Napoleon Dynamite

Napoleon Dynamite is a movie trying desperately to be quirky and succeeding. It’s weird, odd, and everything the trailers might lead you to expect, but seems to have no loftier goal than being freakish. The movie lacks any real heart or emotion and thus fails to connect on any sort of deeper level.

The titular Mr. Dynamite (Jon Heder) is a High School nerd, only not the type that will ever go on to something greater. He’s a nerd without any brains, making him more of a pathetic loser than bona fide super-geek. Everything about him is pathetic, from his curly brown hair to his obsession with ligers, to his tendency to wear his pants at Steve Urkel levels. He has no friends, though he doesn’t seem to be lonely. Still, after a particularly difficult day of beatings, he meets a new student named Pedro (Efren Ramirez) and the two quickly become friends, sort of. They don’t really have much of a relationship, but they stand next to each other in various social situations. Pedro, being more Mexican than nerd, gives Napoleon bland advice on women and bike jumping, while Napoleon helps soft spoken Pedro deliver a romantic cake to the woman of his dreams.

Napoleon seems fairly unaffected by his surrounding. Things like rejections and bullying leave him unmarred as he crawls into a mental fantasy world of unicorns and nun chucks. He’s uninvolved and so we the audience feel pretty uninvolved. There’s little all that redeeming about Napoleon, he’d be hard to root for in any situation, assuming he had any goals, which he doesn’t. At some point Pedro runs for class president, and Napoleon seems somewhat interested in helping him. But his interest seems only passing, another extension of a nerd-boy fantasy world that we just aren’t allowed to be part of.

There are a lot of reasons to find movies funny, but I’m never comfortable when asked to chuckle simply because I feel superior to someone. Napoleon Dynamite gropes about for humor by watching Napoleon and his equally pathetic family do things which label them as inferior. It asks you to respond with the kind of reprehensible joy that a bully might receive from giving his victim a swirly. It appeals to people who live their lives attempting to be “cool” and thus gives them an obviously lesser human being to deride. Wrapping all that in a quirky, independent film package only makes liking the movie itself seem that much cooler.

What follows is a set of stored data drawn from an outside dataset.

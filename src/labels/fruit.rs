// Copyright (c) 2025 Fabstir
// SPDX-License-Identifier: BUSL-1.1
//! Fruit-type resolution from first-stage detections

use serde::{Deserialize, Serialize};
use std::collections::HashMap;
use std::fmt;
use std::str::FromStr;
use thiserror::Error;

use super::normalizer::canonical_key;
use super::tables::TableError;
use crate::classification::types::Detection;

/// Canonical fruit identifiers used to pick a ripeness model
#[derive(Debug, Clone, Copy, PartialEq, Eq, Hash, PartialOrd, Ord, Serialize, Deserialize)]
#[serde(rename_all = "lowercase")]
pub enum FruitKey {
    Orange,
    Watermelon,
    Avocado,
    Banana,
    Mango,
    /// Fallback for fruit types the translation table does not know
    Default,
}

impl FruitKey {
    pub const ALL: [FruitKey; 6] = [
        FruitKey::Orange,
        FruitKey::Watermelon,
        FruitKey::Avocado,
        FruitKey::Banana,
        FruitKey::Mango,
        FruitKey::Default,
    ];

    pub fn as_str(&self) -> &'static str {
        match self {
            FruitKey::Orange => "orange",
            FruitKey::Watermelon => "watermelon",
            FruitKey::Avocado => "avocado",
            FruitKey::Banana => "banana",
            FruitKey::Mango => "mango",
            FruitKey::Default => "default",
        }
    }
}

impl fmt::Display for FruitKey {
    fn fmt(&self, f: &mut fmt::Formatter<'_>) -> fmt::Result {
        f.write_str(self.as_str())
    }
}

impl FromStr for FruitKey {
    type Err = String;

    fn from_str(s: &str) -> Result<Self, Self::Err> {
        let key = canonical_key(s);
        FruitKey::ALL
            .iter()
            .copied()
            .find(|k| k.as_str() == key)
            .ok_or_else(|| format!("unknown fruit key '{}'", s))
    }
}

/// Errors from fruit-type resolution
#[derive(Debug, Clone, PartialEq, Error)]
pub enum ResolveError {
    /// The fruit-type stage returned nothing to resolve
    #[error("No detections to resolve a fruit type from")]
    NoDetection,
}

/// Outcome of a resolution, with the evidence that produced it
#[derive(Debug, Clone, PartialEq)]
pub struct FruitResolution {
    pub key: FruitKey,
    /// Raw label of the winning detection
    pub source_label: String,
    pub confidence: f32,
    /// False when the label was not in the table and `key` is the fallback
    pub matched: bool,
}

/// Translates generic detector vocabulary into [`FruitKey`]s
#[derive(Debug, Clone)]
pub struct FruitTypeResolver {
    table: HashMap<String, FruitKey>,
    default_key: FruitKey,
}

impl FruitTypeResolver {
    /// Empty table; every label resolves to `default_key`
    pub fn new(default_key: FruitKey) -> Self {
        let mut table = HashMap::new();
        for key in FruitKey::ALL {
            if key != FruitKey::Default {
                table.insert(key.as_str().to_string(), key);
            }
        }
        Self { table, default_key }
    }

    /// Resolver with the built-in translation table
    pub fn with_defaults() -> Self {
        let mut resolver = Self::new(FruitKey::Default);
        let defaults: [(FruitKey, &[&str]); 5] = [
            (FruitKey::Orange, &["orange", "naranja", "mandarin", "tangerine"]),
            (FruitKey::Watermelon, &["watermelon", "sandia"]),
            (FruitKey::Avocado, &["avocado", "palta", "aguacate"]),
            (FruitKey::Banana, &["banana", "platano"]),
            (FruitKey::Mango, &["mango"]),
        ];
        for (key, labels) in defaults {
            for label in labels {
                resolver.table.insert(canonical_key(label), key);
            }
        }
        resolver
    }

    /// Register an extra generic label for a fruit key
    pub fn add_translation(&mut self, label: &str, key: FruitKey) -> Result<(), TableError> {
        let folded = canonical_key(label);
        if folded.is_empty() {
            return Err(TableError::EmptyEntry {
                table: "fruit_types",
                group: key.as_str().to_string(),
            });
        }
        if let Some(existing) = self.table.get(&folded) {
            if *existing != key {
                return Err(TableError::ConflictingSynonym {
                    synonym: folded,
                    first: existing.as_str().to_string(),
                    second: key.as_str().to_string(),
                });
            }
        }
        self.table.insert(folded, key);
        Ok(())
    }

    pub fn default_key(&self) -> FruitKey {
        self.default_key
    }

    /// Case-insensitive table lookup for a single raw label
    pub fn translate(&self, raw_label: &str) -> Option<FruitKey> {
        self.table.get(&canonical_key(raw_label)).copied()
    }

    /// Resolve the fruit key of the highest-confidence detection
    pub fn resolve(&self, detections: &[Detection]) -> Result<FruitKey, ResolveError> {
        self.resolve_detailed(detections).map(|r| r.key)
    }

    /// Like [`resolve`](Self::resolve), also returning the winning evidence.
    /// The first detection wins on equal confidence.
    pub fn resolve_detailed(&self, detections: &[Detection]) -> Result<FruitResolution, ResolveError> {
        let winner = detections
            .iter()
            .reduce(|best, d| if d.confidence > best.confidence { d } else { best })
            .ok_or(ResolveError::NoDetection)?;

        let (key, matched) = match self.translate(&winner.label) {
            Some(key) => (key, true),
            None => (self.default_key, false),
        };

        Ok(FruitResolution {
            key,
            source_label: winner.label.clone(),
            confidence: winner.confidence,
            matched,
        })
    }
}

impl Default for FruitTypeResolver {
    fn default() -> Self {
        Self::with_defaults()
    }
}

Dynamite flails around at obvious gags involving the mispronunciation of Spanish words, and cliché scenes of nerd dancing. This approach is neither original nor exciting, but is occasionally mildly amusing. Napoleon isn’t trying to achieve anything, isn’t going anywhere, and doesn’t seem to be interested in anything, so why should we be interested in him? His journey is one of stolid stupidity and steady unacceptability. Director Jared Hess pushes Napoleon’s stupidity as far as it can go in pursuit of cheap laughs, but achieves nothing that isn’t easily forgettable.